I'd give it a few months before exchanging them.


----------



## ratbones86 (Jun 29, 2012)

like fogelhund said give it another month or two. Don't give up on them. It takes pratice. You wouldn't give up o your wife if she couldn't do it right the first time now would ya? lol i know its not a good analogie but it works lol.


----------



## cichlidaholic (Dec 7, 2005)

Congrats! They will fill the tank soon! Once this spawn is over and the eggs are fry, I would suggest putting some slate caves in there. They love it!


----------



## ShiroYuki (Jan 29, 2013)

O wei...its been a while now and there's no sign of any spawning going on, the male did have a big "fight" with the female, luckily only a small section of her tail fin got ripped off. Since then the female and the male changed their "caves"...the male now lives among the rock pile and the female lives in the big cave.
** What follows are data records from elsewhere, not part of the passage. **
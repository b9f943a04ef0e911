//! Crew resolution service.
//!
//! Materializes role templates into a project's `agent/crew_members/`
//! directory, assigning a soul to each, then loads and caches the project's
//! crew. Existing member files are never overwritten; their presence is the
//! only idempotence signal.

use std::collections::HashMap;
use std::fs::{self, OpenOptions};
use std::io::{self, Write};
use std::path::{Path, PathBuf};
use std::sync::Arc;

use parking_lot::{Mutex, RwLock};
use rand::rngs::StdRng;
use rand::SeedableRng;
use tracing::{debug, info, warn};

use crate::config::{CrewConfig, ImportanceMode};
use crate::error::{Error, Result};
use crate::frontmatter;
use crate::soul::{SoulProfile, SoulProvider, SoulService};

use super::matcher;
use super::member::{CrewMemberSummary, CrewRoster, ProjectCrewMember};
use super::project::{crew_members_dir, legacy_sub_agents_dir, ProjectLocator};
use super::template::{self, RoleTemplate};
use super::title::{sort_by_importance, ImportanceOrder, TitleCatalog};

/// Resolves, materializes and caches project crews.
pub struct CrewService {
    system_dir: PathBuf,
    souls: Arc<dyn SoulProvider>,
    titles: TitleCatalog,
    importance: ImportanceMode,

    /// project key → loaded crew, never evicted
    registry: RwLock<HashMap<String, Arc<CrewRoster>>>,

    rng: Mutex<StdRng>,
}

impl CrewService {
    /// Service reading role templates from `system_dir`. Soul picks use an
    /// entropy-seeded RNG.
    pub fn new(system_dir: impl Into<PathBuf>, souls: Arc<dyn SoulProvider>) -> Self {
        let system_dir = system_dir.into();
        Self {
            titles: TitleCatalog::new(system_dir.clone(), "en_US"),
            system_dir,
            souls,
            importance: ImportanceMode::Static,
            registry: RwLock::new(HashMap::new()),
            rng: Mutex::new(StdRng::from_entropy()),
        }
    }

    /// Service wired from configuration, with a file-backed soul service.
    pub fn from_config(config: &CrewConfig) -> Self {
        let souls = SoulService::load(config.soul_system_dir(), config.soul_user_dir());
        Self::new(config.crew_system_dir(), Arc::new(souls))
            .with_language(config.crew.language.clone())
            .with_importance(config.crew.importance)
    }

    /// Builder: deterministic soul picks.
    pub fn with_seed(self, seed: u64) -> Self {
        *self.rng.lock() = StdRng::seed_from_u64(seed);
        self
    }

    /// Builder: UI language for title lookups.
    pub fn with_language(mut self, language: impl Into<String>) -> Self {
        self.titles = TitleCatalog::new(self.system_dir.clone(), language);
        self
    }

    /// Builder: ranking used by [`CrewService::list_display_order`].
    pub fn with_importance(mut self, importance: ImportanceMode) -> Self {
        self.importance = importance;
        self
    }

    pub fn system_dir(&self) -> &Path {
        &self.system_dir
    }

    pub fn titles(&self) -> &TitleCatalog {
        &self.titles
    }

    pub fn importance(&self) -> ImportanceMode {
        self.importance
    }

    // ─────────────────────────────────────────────────────────────
    // Materialization
    // ─────────────────────────────────────────────────────────────

    /// Write a member file for every role template the project lacks.
    ///
    /// Returns the newly written paths. A project without a path, or a
    /// missing template directory, yields an empty list.
    pub fn initialize<P: ProjectLocator + ?Sized>(&self, project: &P) -> Result<Vec<PathBuf>> {
        let Some(project_path) = project.project_path() else {
            debug!("Project has no path, nothing to initialize");
            return Ok(Vec::new());
        };

        let target_dir = crew_members_dir(&project_path);
        fs::create_dir_all(&target_dir).map_err(|e| Error::io_write(&target_dir, e))?;

        if !self.system_dir.is_dir() {
            debug!(path = %self.system_dir.display(), "Role template directory missing");
            return Ok(Vec::new());
        }

        let souls = self.souls.get_all_souls();
        let mut written = Vec::new();

        for template in template::load_all(&self.system_dir) {
            let content = self.materialize(&template, &souls)?;

            let Some(file_name) = template.source_path().file_name() else {
                continue;
            };
            let target = target_dir.join(file_name);

            // create_new: a concurrent initializer that got there first keeps its file
            let mut file = match OpenOptions::new().write(true).create_new(true).open(&target) {
                Ok(file) => file,
                Err(e) if e.kind() == io::ErrorKind::AlreadyExists => {
                    debug!(path = %target.display(), "Crew member exists, keeping it");
                    continue;
                }
                Err(e) => return Err(Error::io_write(&target, e)),
            };
            file.write_all(content.as_bytes())
                .map_err(|e| Error::io_write(&target, e))?;
            info!(role = template.role_id(), path = %target.display(), "Crew member created");
            written.push(target);
        }

        Ok(written)
    }

    /// File content for one template: the soul baked into its frontmatter,
    /// or the template verbatim when no soul applies.
    fn materialize(&self, template: &RoleTemplate, souls: &[SoulProfile]) -> Result<String> {
        let soul = {
            let mut rng = self.rng.lock();
            matcher::resolve_soul(template, souls, &mut *rng)
        };

        let Some(soul) = soul else {
            debug!(role = template.role_id(), "No soul available");
            return Ok(template.raw().to_string());
        };

        debug!(role = template.role_id(), soul = %soul.name, "Soul assigned");
        let metadata = matcher::apply_soul(template, soul);
        frontmatter::render(&metadata, &template.body_for_rewrite()).map_err(|source| {
            Error::MetadataSerialize {
                path: template.source_path().to_path_buf(),
                source,
            }
        })
    }

    // ─────────────────────────────────────────────────────────────
    // Loading
    // ─────────────────────────────────────────────────────────────

    /// Load the project's crew, from cache unless `refresh` is set.
    ///
    /// Members come from `crew_members/`, then `sub_agents/` for anything
    /// not already present. Unreadable files are skipped.
    pub fn load<P: ProjectLocator + ?Sized>(&self, project: &P, refresh: bool) -> Result<Arc<CrewRoster>> {
        let Some(key) = project.project_key() else {
            return Ok(Arc::new(CrewRoster::new()));
        };

        if !refresh {
            if let Some(cached) = self.registry.read().get(&key) {
                return Ok(Arc::clone(cached));
            }
        }

        let Some(project_path) = project.project_path() else {
            debug!(project = %key, "Project has no path, returning empty crew");
            return Ok(Arc::new(CrewRoster::new()));
        };

        self.initialize(project)?;

        let workspace = project.workspace();
        let mut roster = CrewRoster::new();

        for path in frontmatter::list_markdown(&crew_members_dir(&project_path)) {
            if let Some(member) = read_member(&path, &workspace) {
                roster.insert(member);
            }
        }

        for path in frontmatter::list_markdown(&legacy_sub_agents_dir(&project_path)) {
            let stem = path
                .file_stem()
                .map(|s| s.to_string_lossy().into_owned())
                .unwrap_or_default();
            if roster.contains(&stem) {
                debug!(path = %path.display(), "Legacy member superseded");
                continue;
            }
            if let Some(member) = read_member(&path, &workspace) {
                if roster.contains(&member.name) {
                    debug!(path = %path.display(), name = %member.name, "Legacy member superseded");
                    continue;
                }
                roster.insert(member);
            }
        }

        let roster = Arc::new(roster);
        self.registry.write().insert(key.clone(), Arc::clone(&roster));
        info!(project = %key, members = roster.len(), "Crew loaded");
        Ok(roster)
    }

    /// Re-scan the project, creating any missing member files.
    pub fn refresh<P: ProjectLocator + ?Sized>(&self, project: &P) -> Result<Arc<CrewRoster>> {
        self.load(project, true)
    }

    /// Crew in static importance order.
    pub fn list_sorted<P: ProjectLocator + ?Sized>(&self, project: &P) -> Result<Vec<ProjectCrewMember>> {
        self.list_sorted_with(project, &ImportanceOrder::Static)
    }

    /// Crew sorted by `order`; equal ranks keep load order.
    pub fn list_sorted_with<P: ProjectLocator + ?Sized>(
        &self,
        project: &P,
        order: &ImportanceOrder,
    ) -> Result<Vec<ProjectCrewMember>> {
        let mut members = self.load(project, false)?.to_vec();
        sort_by_importance(&mut members, order);
        Ok(members)
    }

    /// Crew sorted by the configured importance mode.
    pub fn list_display_order<P: ProjectLocator + ?Sized>(&self, project: &P) -> Result<Vec<ProjectCrewMember>> {
        let order = self
            .titles
            .importance_order(self.importance == ImportanceMode::Dynamic);
        self.list_sorted_with(project, &order)
    }

    pub fn get_crew_member<P: ProjectLocator + ?Sized>(
        &self,
        project: &P,
        name: &str,
    ) -> Result<Option<ProjectCrewMember>> {
        Ok(self.load(project, false)?.get(name).cloned())
    }

    /// Crew in load order.
    pub fn list_crew_members<P: ProjectLocator + ?Sized>(&self, project: &P) -> Result<Vec<ProjectCrewMember>> {
        Ok(self.load(project, false)?.to_vec())
    }

    /// Avatar metadata for every member, in load order.
    pub fn member_summaries<P: ProjectLocator + ?Sized>(&self, project: &P) -> Result<Vec<CrewMemberSummary>> {
        Ok(self
            .load(project, false)?
            .iter()
            .map(ProjectCrewMember::summary)
            .collect())
    }

    /// Role ids available for the configured language.
    pub fn crew_titles(&self) -> Vec<String> {
        self.titles.dynamic_titles()
    }

    /// Keys of every cached project.
    pub fn cached_projects(&self) -> Vec<String> {
        let mut keys: Vec<String> = self.registry.read().keys().cloned().collect();
        keys.sort();
        keys
    }
}

fn read_member(path: &Path, workspace: &Option<PathBuf>) -> Option<ProjectCrewMember> {
    match ProjectCrewMember::from_markdown(path) {
        Ok(member) => Some(member.with_workspace(workspace.clone())),
        Err(e) => {
            warn!(path = %path.display(), error = %e, "Skipping unreadable crew member");
            None
        }
    }
}

#[cfg(test)]
mod tests {
    use super::*;
    use crate::crew::project::Project;
    use tempfile::TempDir;

    fn service(system: &Path, souls: Vec<SoulProfile>) -> CrewService {
        CrewService::new(system, Arc::new(souls)).with_seed(42)
    }

    fn write(path: &Path, content: &str) {
        fs::create_dir_all(path.parent().unwrap()).unwrap();
        fs::write(path, content).unwrap();
    }

    #[test]
    fn test_unresolvable_project() {
        let tmp = TempDir::new().unwrap();
        let svc = service(tmp.path(), vec![]);
        assert!(svc.initialize(&Project::default()).unwrap().is_empty());
        assert!(svc.load(&Project::named("ghost"), false).unwrap().is_empty());
        assert!(svc.cached_projects().is_empty());
    }

    #[test]
    fn test_missing_template_dir() {
        let tmp = TempDir::new().unwrap();
        let svc = service(&tmp.path().join("nope"), vec![]);
        let project = tmp.path().join("project");
        assert!(svc.initialize(&project).unwrap().is_empty());
        assert!(crew_members_dir(&project).is_dir());
    }

    #[test]
    fn test_template_copied_verbatim_without_souls() {
        let tmp = TempDir::new().unwrap();
        let system = tmp.path().join("system");
        let raw = "---\nname: Editor\n---\nCut it.\n";
        write(&system.join("editor.md"), raw);

        let svc = service(&system, vec![]);
        let project = tmp.path().join("project");
        let written = svc.initialize(&project).unwrap();
        assert_eq!(written.len(), 1);
        assert_eq!(fs::read_to_string(&written[0]).unwrap(), raw);
    }

    #[test]
    fn test_soul_rewrite_keeps_body() {
        let tmp = TempDir::new().unwrap();
        let system = tmp.path().join("system");
        write(&system.join("director.md"), "---\ndescription: Leads\n---\nDirect.\n");

        let svc = service(&system, vec![SoulProfile::tagged("Alex Rivera", "director")]);
        let project = tmp.path().join("project");
        svc.initialize(&project).unwrap();

        let content = fs::read_to_string(crew_members_dir(&project).join("director.md")).unwrap();
        assert!(content.starts_with("---\n"));
        assert!(content.ends_with("---\nDirect.\n"));

        let member = svc.get_crew_member(&project, "alex_rivera").unwrap().unwrap();
        assert_eq!(member.soul.as_deref(), Some("Alex Rivera"));
        assert_eq!(member.role_id(), "director");
        assert_eq!(member.description, "Leads");
        assert_eq!(member.prompt, "Direct.");
    }

    #[test]
    fn test_workspace_passed_through() {
        let tmp = TempDir::new().unwrap();
        let system = tmp.path().join("system");
        write(&system.join("editor.md"), "Cut.");

        let svc = service(&system, vec![]);
        let project = Project::at(tmp.path().join("p")).with_workspace("/ws");
        let members = svc.list_crew_members(&project).unwrap();
        assert_eq!(members[0].workspace, Some(PathBuf::from("/ws")));
        assert_eq!(svc.member_summaries(&project).unwrap()[0].name, "editor");
    }
}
They seemed to have made up and the male got real anxious last week and started spitting sand out of the big cave and cleaning one side of the cave wall...but that is all...these fish really twist my noodle...really nothing like my wifes african jewels...she bought two and after half a day they had eggs, never stopped breeding since...

I really don't think its a matter of maturity, because the male is almost 4" long and the female is 2 and a half"...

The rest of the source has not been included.